Clinical Characterization and Survival in Patients With Pulmonary Hypertension

Abstract

PURPOSE: To assess clinical characteristics and survival of persons diagnosed with pulmonary hypertension (PAH) between 2005 and 2011 years. METHODS: From the Yedikule Chest Diseases and Thoracic Surgery Training and Investigation Hospital database between 2005-2011 years 18 PAH patients were identified. In the stage of diagnosis, blood count, biochemistry, radiology, pulmonary function tests, ECHO, ProBnP, cardiopulmonary hemodynamics retrospectively analyzed. According to New York Heart Association Functional Classification (NYHA) and 6-min walk distance (6MWD) the functional assessment of participation were retrospectively analyzed.

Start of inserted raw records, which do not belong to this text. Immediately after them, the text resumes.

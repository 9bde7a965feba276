//! TMDB API response types and search parameters.
//!
//! Fields that TMDB may omit or return as `null` are `Option` or
//! `#[serde(default)]`, so a sparse upstream payload still decodes.

use serde::{Deserialize, Deserializer};

/// Decodes `null` as the type's default value.
fn null_as_default<'de, D, T>(deserializer: D) -> Result<T, D::Error>
where
    D: Deserializer<'de>,
    T: Default + Deserialize<'de>,
{
    Ok(Option::<T>::deserialize(deserializer)?.unwrap_or_default())
}

// --- Configuration ---

/// Response from `configuration` endpoint.
#[derive(Debug, Clone, Deserialize)]
pub struct TmdbConfiguration {
    /// Image configuration.
    pub images: TmdbImagesConfiguration,
    /// Keys whose change invalidates cached data.
    #[serde(default, deserialize_with = "null_as_default")]
    pub change_keys: Vec<String>,
}

/// Image section of the configuration response.
#[derive(Debug, Clone, Deserialize)]
#[allow(clippy::module_name_repetitions)]
pub struct TmdbImagesConfiguration {
    /// Plain HTTP image base URL.
    #[serde(default)]
    pub base_url: Option<String>,
    /// HTTPS image base URL.
    pub secure_base_url: String,
    /// Available backdrop sizes.
    #[serde(default, deserialize_with = "null_as_default")]
    pub backdrop_sizes: Vec<String>,
    /// Available logo sizes.
    #[serde(default, deserialize_with = "null_as_default")]
    pub logo_sizes: Vec<String>,
    /// Available poster sizes.
    #[serde(default, deserialize_with = "null_as_default")]
    pub poster_sizes: Vec<String>,
    /// Available profile sizes.
    #[serde(default, deserialize_with = "null_as_default")]
    pub profile_sizes: Vec<String>,
    /// Available still sizes.
    #[serde(default, deserialize_with = "null_as_default")]
    pub still_sizes: Vec<String>,
}

// --- Search Movie ---

/// Response from `search/movie` endpoint.
#[derive(Debug, Clone, Deserialize)]
pub struct TmdbSearchMovieResponse {
    /// Current page number.
    pub page: u32,
    /// Search results.
    #[serde(default, deserialize_with = "null_as_default")]
    pub results: Vec<TmdbMovieSearchResult>,
    /// Total number of pages.
    #[serde(default, deserialize_with = "null_as_default")]
    pub total_pages: u32,
    /// Total number of results.
    #[serde(default, deserialize_with = "null_as_default")]
    pub total_results: u32,
}

/// A single movie search result.
#[derive(Debug, Clone, Deserialize)]
pub struct TmdbMovieSearchResult {
    /// TMDB movie ID.
    pub id: u64,
    /// Localized title.
    #[serde(default, deserialize_with = "null_as_default")]
    pub title: String,
    /// Original title.
    #[serde(default)]
    pub original_title: Option<String>,
    /// Original language (ISO 639-1).
    #[serde(default)]
    pub original_language: Option<String>,
    /// Release date (YYYY-MM-DD, empty or null).
    #[serde(default)]
    pub release_date: Option<String>,
    /// Overview text.
    #[serde(default)]
    pub overview: Option<String>,
    /// Popularity score.
    #[serde(default, deserialize_with = "null_as_default")]
    pub popularity: f64,
    /// Vote average.
    #[serde(default, deserialize_with = "null_as_default")]
    pub vote_average: f64,
    /// Vote count.
    #[serde(default, deserialize_with = "null_as_default")]
    pub vote_count: u32,
    /// Genre IDs.
    #[serde(default, deserialize_with = "null_as_default")]
    pub genre_ids: Vec<u32>,
    /// Adult flag.
    #[serde(default, deserialize_with = "null_as_default")]
    pub adult: bool,
    /// Video flag.
    #[serde(default, deserialize_with = "null_as_default")]
    pub video: bool,
    /// Poster image path.
    #[serde(default)]
    pub poster_path: Option<String>,
    /// Backdrop image path.
    #[serde(default)]
    pub backdrop_path: Option<String>,
}

// --- Movie Details ---

/// Response from `movie/{movie_id}?append_to_response=videos,credits`.
#[derive(Debug, Clone, Deserialize)]
pub struct TmdbMovieDetails {
    /// TMDB movie ID.
    pub id: u64,
    /// Localized title.
    #[serde(default, deserialize_with = "null_as_default")]
    pub title: String,
    /// Original title.
    #[serde(default, deserialize_with = "null_as_default")]
    pub original_title: String,
    /// Overview text.
    #[serde(default)]
    pub overview: Option<String>,
    /// Release date (YYYY-MM-DD, empty or null).
    #[serde(default)]
    pub release_date: Option<String>,
    /// Runtime in minutes.
    #[serde(default)]
    pub runtime: Option<u32>,
    /// Vote average.
    #[serde(default, deserialize_with = "null_as_default")]
    pub vote_average: f64,
    /// Vote count.
    #[serde(default, deserialize_with = "null_as_default")]
    pub vote_count: u32,
    /// Popularity score.
    #[serde(default, deserialize_with = "null_as_default")]
    pub popularity: f64,
    /// Poster image path.
    #[serde(default)]
    pub poster_path: Option<String>,
    /// Backdrop image path.
    #[serde(default)]
    pub backdrop_path: Option<String>,
    /// Adult flag.
    #[serde(default, deserialize_with = "null_as_default")]
    pub adult: bool,
    /// Budget in USD.
    #[serde(default, deserialize_with = "null_as_default")]
    pub budget: u64,
    /// Revenue in USD.
    #[serde(default, deserialize_with = "null_as_default")]
    pub revenue: u64,
    /// Release status (e.g., "Released", "In Production").
    #[serde(default, deserialize_with = "null_as_default")]
    pub status: String,
    /// Tagline.
    #[serde(default)]
    pub tagline: Option<String>,
    /// Genres.
    #[serde(default, deserialize_with = "null_as_default")]
    pub genres: Vec<TmdbGenre>,
    /// Appended videos (absent unless requested).
    #[serde(default)]
    pub videos: Option<TmdbVideos>,
    /// Appended credits (absent unless requested).
    #[serde(default)]
    pub credits: Option<TmdbCredits>,
}

/// Genre entry.
#[derive(Debug, Clone, Deserialize)]
pub struct TmdbGenre {
    /// Genre ID.
    pub id: u32,
    /// Genre name.
    #[serde(default, deserialize_with = "null_as_default")]
    pub name: String,
}

/// Appended `videos` block.
#[derive(Debug, Clone, Default, Deserialize)]
pub struct TmdbVideos {
    /// Videos in upstream order.
    #[serde(default, deserialize_with = "null_as_default")]
    pub results: Vec<TmdbVideo>,
}

/// A single video entry.
#[derive(Debug, Clone, Deserialize)]
pub struct TmdbVideo {
    /// TMDB video ID.
    pub id: String,
    /// Site-specific key (YouTube video ID).
    #[serde(default, deserialize_with = "null_as_default")]
    pub key: String,
    /// Video name.
    #[serde(default, deserialize_with = "null_as_default")]
    pub name: String,
    /// Hosting site (e.g., "YouTube", "Vimeo").
    #[serde(default, deserialize_with = "null_as_default")]
    pub site: String,
    /// Video type (e.g., "Trailer", "Teaser", "Featurette").
    #[serde(rename = "type", default, deserialize_with = "null_as_default")]
    pub video_type: String,
    /// Language (ISO 639-1).
    #[serde(default)]
    pub iso_639_1: Option<String>,
    /// Country (ISO 3166-1).
    #[serde(default)]
    pub iso_3166_1: Option<String>,
    /// Official flag.
    #[serde(default, deserialize_with = "null_as_default")]
    pub official: bool,
    /// Publication timestamp.
    #[serde(default)]
    pub published_at: Option<String>,
}

/// Appended `credits` block.
#[derive(Debug, Clone, Default, Deserialize)]
pub struct TmdbCredits {
    /// Cast members in upstream (billing) order.
    #[serde(default, deserialize_with = "null_as_default")]
    pub cast: Vec<TmdbCastMember>,
}

/// A single cast member.
#[derive(Debug, Clone, Deserialize)]
pub struct TmdbCastMember {
    /// TMDB person ID.
    pub id: u64,
    /// Person name.
    #[serde(default, deserialize_with = "null_as_default")]
    pub name: String,
    /// Character played.
    #[serde(default, deserialize_with = "null_as_default")]
    pub character: String,
    /// Billing order.
    #[serde(default, deserialize_with = "null_as_default")]
    pub order: u32,
    /// Profile image path.
    #[serde(default)]
    pub profile_path: Option<String>,
    /// Credit ID.
    #[serde(default)]
    pub credit_id: Option<String>,
    /// Known-for department (e.g., "Acting").
    #[serde(default)]
    pub known_for_department: Option<String>,
}

// --- Search Parameters ---

/// Parameters for `search/movie` endpoint.
#[derive(Debug, Clone, PartialEq, Eq)]
pub struct SearchMovieParams {
    /// Search query (required).
    pub query: String,
    /// Result page (1-based, default: 1).
    pub page: u32,
}

impl SearchMovieParams {
    /// Creates new search params with the given query.
    pub fn new(query: impl Into<String>) -> Self {
        Self {
            query: query.into(),
            page: 1,
        }
    }

    /// Sets the result page.
    #[must_use]
    pub const fn page(mut self, page: u32) -> Self {
        self.page = page;
        self
    }
}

Data analysis performed using number, percentage, mean, standart deviation, minimum, maximum. Survival analysis was performed using the Kaplan-Meier method. RESULTS: The mean ages of patients with PAH were 56.62+/-14,97. 12 (66.7%) were female. The estimated mean survival was 2.83+/-0.13 years. One of patients had a family history. 7 (38.9%) were diagnosed with IPAH, 6 (33.3%) with scleroderma and PAH, 3(16.7%) with chronic thromboembolic pulmonary hypertension (CTEPH), 1 (5.6%) with idiopathic pulmonary fibrosis (IPF) and PAH, 1 (5.6%) with PAH. The mean ProBnP of patients were 575.9+/-504. Eight patients were given calcum channel blokers, eight patients were given bosentan and two patients were given bosentan and inhaler iloprost. Eight patients died during treatment. (One patient whiles the planning of surgical treatment, the three patients had the scleroderma and PAH, the two patients had the IPAH, and the one patient had the IPF and PAH). CONCLUSIONS: Mortality in PAH is largely associated with hemodynamic variables that assess right ventricular function. A relatively low specificity to predict survival in our PAH population. In the diagnosis and following phase of collagen tissue illness and the chronic thromboembolism can be seen PAH.